- **Exercise**:
Using the material that follows, identify and copy each line with the string "Returns".

- **Materials provided**:
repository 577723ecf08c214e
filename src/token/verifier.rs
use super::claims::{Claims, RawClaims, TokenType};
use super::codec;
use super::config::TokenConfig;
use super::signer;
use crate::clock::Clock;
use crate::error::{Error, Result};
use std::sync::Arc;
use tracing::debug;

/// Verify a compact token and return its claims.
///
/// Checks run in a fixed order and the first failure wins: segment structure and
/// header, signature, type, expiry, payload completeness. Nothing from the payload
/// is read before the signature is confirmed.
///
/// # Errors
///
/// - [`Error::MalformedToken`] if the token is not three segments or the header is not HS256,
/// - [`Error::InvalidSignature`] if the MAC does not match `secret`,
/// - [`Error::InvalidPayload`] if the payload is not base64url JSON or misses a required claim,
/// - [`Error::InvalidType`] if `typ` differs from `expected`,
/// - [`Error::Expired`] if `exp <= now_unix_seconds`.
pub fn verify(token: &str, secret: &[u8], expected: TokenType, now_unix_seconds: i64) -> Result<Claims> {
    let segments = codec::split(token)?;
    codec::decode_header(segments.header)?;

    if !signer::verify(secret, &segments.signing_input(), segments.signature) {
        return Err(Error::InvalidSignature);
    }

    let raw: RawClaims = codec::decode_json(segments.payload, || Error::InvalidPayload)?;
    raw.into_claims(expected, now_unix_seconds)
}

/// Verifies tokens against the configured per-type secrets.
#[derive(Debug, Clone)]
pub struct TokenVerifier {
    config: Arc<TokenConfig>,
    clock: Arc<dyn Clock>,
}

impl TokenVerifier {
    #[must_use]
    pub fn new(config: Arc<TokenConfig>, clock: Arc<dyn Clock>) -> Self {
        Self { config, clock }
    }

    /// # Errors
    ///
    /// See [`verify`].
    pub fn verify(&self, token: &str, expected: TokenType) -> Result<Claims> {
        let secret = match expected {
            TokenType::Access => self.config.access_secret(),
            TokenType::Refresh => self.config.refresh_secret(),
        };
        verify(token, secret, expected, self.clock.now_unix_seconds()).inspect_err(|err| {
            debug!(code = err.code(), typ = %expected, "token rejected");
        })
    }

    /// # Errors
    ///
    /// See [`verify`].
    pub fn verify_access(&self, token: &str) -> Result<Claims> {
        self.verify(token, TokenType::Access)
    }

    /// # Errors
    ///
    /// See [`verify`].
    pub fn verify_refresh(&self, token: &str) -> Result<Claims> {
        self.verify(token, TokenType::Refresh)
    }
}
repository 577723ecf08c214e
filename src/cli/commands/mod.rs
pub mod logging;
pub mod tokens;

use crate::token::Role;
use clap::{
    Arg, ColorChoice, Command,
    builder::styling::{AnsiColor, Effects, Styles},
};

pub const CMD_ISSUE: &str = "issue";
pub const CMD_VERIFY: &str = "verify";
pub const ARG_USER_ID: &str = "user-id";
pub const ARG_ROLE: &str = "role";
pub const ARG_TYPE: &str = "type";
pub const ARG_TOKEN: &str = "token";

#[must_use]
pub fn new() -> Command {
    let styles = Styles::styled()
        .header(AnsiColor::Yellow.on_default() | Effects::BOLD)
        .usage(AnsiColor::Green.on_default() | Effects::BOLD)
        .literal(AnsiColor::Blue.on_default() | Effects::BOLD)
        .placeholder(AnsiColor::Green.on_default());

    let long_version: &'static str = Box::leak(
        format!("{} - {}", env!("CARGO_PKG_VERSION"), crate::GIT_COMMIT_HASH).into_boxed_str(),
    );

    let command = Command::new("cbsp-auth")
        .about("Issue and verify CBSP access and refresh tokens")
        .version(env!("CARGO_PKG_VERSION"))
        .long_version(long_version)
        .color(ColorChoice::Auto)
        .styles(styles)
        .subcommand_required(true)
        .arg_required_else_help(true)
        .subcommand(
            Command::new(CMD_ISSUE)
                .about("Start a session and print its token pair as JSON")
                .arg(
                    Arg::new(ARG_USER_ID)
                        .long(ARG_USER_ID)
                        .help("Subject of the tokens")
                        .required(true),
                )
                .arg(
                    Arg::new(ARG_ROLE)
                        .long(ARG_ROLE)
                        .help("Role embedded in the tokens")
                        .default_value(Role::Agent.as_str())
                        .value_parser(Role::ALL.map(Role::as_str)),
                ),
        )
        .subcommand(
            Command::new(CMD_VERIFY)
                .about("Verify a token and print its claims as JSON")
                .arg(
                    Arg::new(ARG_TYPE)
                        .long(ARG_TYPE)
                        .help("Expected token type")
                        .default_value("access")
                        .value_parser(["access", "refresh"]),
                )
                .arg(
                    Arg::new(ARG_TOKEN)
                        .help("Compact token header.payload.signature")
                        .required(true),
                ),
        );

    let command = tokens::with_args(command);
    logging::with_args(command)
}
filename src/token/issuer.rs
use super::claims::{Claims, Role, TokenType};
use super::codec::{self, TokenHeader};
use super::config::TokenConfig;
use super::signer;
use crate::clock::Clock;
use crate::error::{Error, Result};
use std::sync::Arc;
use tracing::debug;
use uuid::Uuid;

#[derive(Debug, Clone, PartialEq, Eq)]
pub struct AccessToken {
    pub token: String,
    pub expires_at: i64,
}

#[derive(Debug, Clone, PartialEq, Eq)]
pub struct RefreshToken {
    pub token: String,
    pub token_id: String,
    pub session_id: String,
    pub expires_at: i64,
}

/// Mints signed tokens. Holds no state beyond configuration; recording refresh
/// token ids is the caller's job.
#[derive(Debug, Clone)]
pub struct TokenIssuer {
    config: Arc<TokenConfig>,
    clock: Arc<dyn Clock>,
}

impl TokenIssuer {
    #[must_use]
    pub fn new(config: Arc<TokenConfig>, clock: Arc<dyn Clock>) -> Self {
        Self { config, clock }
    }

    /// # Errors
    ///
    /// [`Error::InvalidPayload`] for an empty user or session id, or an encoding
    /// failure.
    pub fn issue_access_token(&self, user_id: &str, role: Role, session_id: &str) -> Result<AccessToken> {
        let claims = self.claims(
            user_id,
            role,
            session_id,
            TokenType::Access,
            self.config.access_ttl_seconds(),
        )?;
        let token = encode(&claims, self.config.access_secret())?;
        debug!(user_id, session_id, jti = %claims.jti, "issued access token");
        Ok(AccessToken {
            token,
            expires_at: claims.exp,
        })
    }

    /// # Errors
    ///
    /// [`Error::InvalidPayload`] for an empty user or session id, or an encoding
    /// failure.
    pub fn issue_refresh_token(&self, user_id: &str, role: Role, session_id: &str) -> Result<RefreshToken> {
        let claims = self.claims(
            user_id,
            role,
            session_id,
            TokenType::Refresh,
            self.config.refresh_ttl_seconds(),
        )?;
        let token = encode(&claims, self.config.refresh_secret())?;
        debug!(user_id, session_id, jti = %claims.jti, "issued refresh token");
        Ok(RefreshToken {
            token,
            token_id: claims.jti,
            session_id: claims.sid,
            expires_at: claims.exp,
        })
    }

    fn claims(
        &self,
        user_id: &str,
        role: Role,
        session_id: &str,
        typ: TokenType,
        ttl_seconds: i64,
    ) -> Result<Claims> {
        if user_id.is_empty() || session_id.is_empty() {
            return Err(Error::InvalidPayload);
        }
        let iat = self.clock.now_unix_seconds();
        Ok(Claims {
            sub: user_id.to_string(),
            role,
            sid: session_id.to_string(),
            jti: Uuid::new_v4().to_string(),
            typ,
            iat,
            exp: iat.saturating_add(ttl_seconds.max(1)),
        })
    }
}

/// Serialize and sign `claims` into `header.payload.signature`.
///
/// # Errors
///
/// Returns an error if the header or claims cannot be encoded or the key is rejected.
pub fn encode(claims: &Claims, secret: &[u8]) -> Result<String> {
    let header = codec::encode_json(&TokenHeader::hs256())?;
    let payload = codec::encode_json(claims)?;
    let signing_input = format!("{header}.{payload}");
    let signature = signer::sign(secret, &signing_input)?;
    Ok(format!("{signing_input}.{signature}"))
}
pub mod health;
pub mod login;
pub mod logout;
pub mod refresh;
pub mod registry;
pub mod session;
==
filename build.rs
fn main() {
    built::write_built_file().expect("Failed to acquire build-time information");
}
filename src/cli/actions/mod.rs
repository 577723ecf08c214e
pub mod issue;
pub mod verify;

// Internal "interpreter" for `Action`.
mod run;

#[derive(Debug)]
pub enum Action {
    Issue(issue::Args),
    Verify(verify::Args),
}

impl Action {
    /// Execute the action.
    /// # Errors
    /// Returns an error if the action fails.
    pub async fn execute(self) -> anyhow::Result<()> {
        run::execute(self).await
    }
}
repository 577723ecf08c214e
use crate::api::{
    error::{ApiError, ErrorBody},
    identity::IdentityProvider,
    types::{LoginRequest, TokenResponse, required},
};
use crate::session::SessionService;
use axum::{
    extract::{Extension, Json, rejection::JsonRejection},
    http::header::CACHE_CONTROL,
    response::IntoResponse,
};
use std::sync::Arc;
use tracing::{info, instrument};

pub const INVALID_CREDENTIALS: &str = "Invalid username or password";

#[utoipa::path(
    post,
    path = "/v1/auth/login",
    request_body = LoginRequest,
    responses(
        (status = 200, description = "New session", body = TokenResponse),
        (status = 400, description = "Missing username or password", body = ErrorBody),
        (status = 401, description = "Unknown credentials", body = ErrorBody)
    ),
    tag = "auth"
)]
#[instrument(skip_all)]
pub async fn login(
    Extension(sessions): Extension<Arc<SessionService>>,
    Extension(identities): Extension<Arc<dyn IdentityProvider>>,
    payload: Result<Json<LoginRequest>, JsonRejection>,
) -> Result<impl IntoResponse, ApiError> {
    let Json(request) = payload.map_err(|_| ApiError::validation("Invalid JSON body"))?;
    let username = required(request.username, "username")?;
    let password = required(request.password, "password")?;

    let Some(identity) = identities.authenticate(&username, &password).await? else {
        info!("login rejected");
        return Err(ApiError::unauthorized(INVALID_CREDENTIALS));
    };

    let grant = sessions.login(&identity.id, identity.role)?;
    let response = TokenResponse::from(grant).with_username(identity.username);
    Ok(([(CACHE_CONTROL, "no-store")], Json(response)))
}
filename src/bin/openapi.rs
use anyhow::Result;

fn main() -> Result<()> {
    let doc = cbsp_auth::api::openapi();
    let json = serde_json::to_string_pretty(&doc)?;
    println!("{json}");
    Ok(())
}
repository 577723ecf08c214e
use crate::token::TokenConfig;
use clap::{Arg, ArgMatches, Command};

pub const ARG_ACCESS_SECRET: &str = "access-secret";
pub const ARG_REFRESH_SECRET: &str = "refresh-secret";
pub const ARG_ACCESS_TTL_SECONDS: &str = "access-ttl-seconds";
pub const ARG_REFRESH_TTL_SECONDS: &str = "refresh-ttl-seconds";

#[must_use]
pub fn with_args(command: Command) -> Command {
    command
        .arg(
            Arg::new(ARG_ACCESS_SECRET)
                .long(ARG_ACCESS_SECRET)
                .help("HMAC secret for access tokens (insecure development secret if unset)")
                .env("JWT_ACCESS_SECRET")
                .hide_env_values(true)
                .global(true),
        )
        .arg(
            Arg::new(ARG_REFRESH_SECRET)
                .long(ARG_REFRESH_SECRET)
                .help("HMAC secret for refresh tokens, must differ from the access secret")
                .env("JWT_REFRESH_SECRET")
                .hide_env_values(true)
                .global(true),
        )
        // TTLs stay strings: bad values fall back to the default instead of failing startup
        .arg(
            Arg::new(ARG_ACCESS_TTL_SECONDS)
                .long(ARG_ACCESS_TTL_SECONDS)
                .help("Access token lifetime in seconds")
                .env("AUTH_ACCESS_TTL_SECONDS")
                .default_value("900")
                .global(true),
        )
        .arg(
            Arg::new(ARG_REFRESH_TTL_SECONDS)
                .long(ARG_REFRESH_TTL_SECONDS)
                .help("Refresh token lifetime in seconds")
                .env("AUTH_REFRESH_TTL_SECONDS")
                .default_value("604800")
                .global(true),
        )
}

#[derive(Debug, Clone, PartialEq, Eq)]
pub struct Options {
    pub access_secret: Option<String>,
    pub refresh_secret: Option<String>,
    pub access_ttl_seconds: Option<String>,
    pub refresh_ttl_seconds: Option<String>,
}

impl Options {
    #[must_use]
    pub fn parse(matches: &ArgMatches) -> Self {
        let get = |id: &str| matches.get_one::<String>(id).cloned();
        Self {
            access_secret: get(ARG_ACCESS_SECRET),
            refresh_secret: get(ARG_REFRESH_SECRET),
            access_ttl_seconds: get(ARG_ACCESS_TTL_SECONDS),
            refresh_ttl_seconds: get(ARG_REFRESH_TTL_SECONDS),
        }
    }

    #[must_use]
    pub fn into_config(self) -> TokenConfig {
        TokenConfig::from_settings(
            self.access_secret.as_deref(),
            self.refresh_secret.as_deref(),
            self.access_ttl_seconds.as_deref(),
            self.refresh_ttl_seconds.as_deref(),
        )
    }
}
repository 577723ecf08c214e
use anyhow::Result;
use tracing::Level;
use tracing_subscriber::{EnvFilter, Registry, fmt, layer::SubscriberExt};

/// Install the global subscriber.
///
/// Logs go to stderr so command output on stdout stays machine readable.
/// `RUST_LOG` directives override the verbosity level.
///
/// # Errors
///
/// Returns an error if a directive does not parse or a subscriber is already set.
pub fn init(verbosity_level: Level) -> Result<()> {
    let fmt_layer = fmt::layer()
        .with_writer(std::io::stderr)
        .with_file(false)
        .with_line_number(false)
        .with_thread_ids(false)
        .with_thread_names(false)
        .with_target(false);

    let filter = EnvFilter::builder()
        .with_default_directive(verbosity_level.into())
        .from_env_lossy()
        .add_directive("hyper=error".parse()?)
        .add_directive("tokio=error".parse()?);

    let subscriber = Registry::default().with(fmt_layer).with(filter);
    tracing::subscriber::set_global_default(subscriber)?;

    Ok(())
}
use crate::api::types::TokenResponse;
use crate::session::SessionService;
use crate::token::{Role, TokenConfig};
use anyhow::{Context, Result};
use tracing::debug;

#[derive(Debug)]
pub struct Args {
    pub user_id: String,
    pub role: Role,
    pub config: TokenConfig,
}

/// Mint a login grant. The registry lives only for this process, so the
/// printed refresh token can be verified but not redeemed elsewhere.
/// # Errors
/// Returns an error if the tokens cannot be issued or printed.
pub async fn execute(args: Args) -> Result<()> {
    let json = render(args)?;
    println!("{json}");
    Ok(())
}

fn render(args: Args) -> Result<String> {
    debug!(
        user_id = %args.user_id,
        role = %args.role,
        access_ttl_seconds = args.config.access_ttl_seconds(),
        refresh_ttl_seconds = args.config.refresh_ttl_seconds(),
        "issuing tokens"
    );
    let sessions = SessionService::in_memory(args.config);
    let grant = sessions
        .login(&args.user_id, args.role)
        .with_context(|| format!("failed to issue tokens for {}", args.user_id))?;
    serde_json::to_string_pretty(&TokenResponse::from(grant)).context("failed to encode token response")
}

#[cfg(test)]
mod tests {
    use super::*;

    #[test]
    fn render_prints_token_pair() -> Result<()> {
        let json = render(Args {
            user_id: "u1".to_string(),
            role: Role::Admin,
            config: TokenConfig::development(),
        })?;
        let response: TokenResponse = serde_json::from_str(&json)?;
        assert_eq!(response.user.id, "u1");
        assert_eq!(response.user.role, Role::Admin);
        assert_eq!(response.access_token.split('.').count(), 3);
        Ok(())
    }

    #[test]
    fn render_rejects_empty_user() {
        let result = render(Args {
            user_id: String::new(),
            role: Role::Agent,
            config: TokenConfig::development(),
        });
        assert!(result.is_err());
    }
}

- **Solution to the exercise**:
/// Returns an error if the header or claims cannot be encoded or the key is rejected.
    /// Returns an error if the action fails.
/// Returns an error if a directive does not parse or a subscriber is already set.
/// Returns an error if the tokens cannot be issued or printed.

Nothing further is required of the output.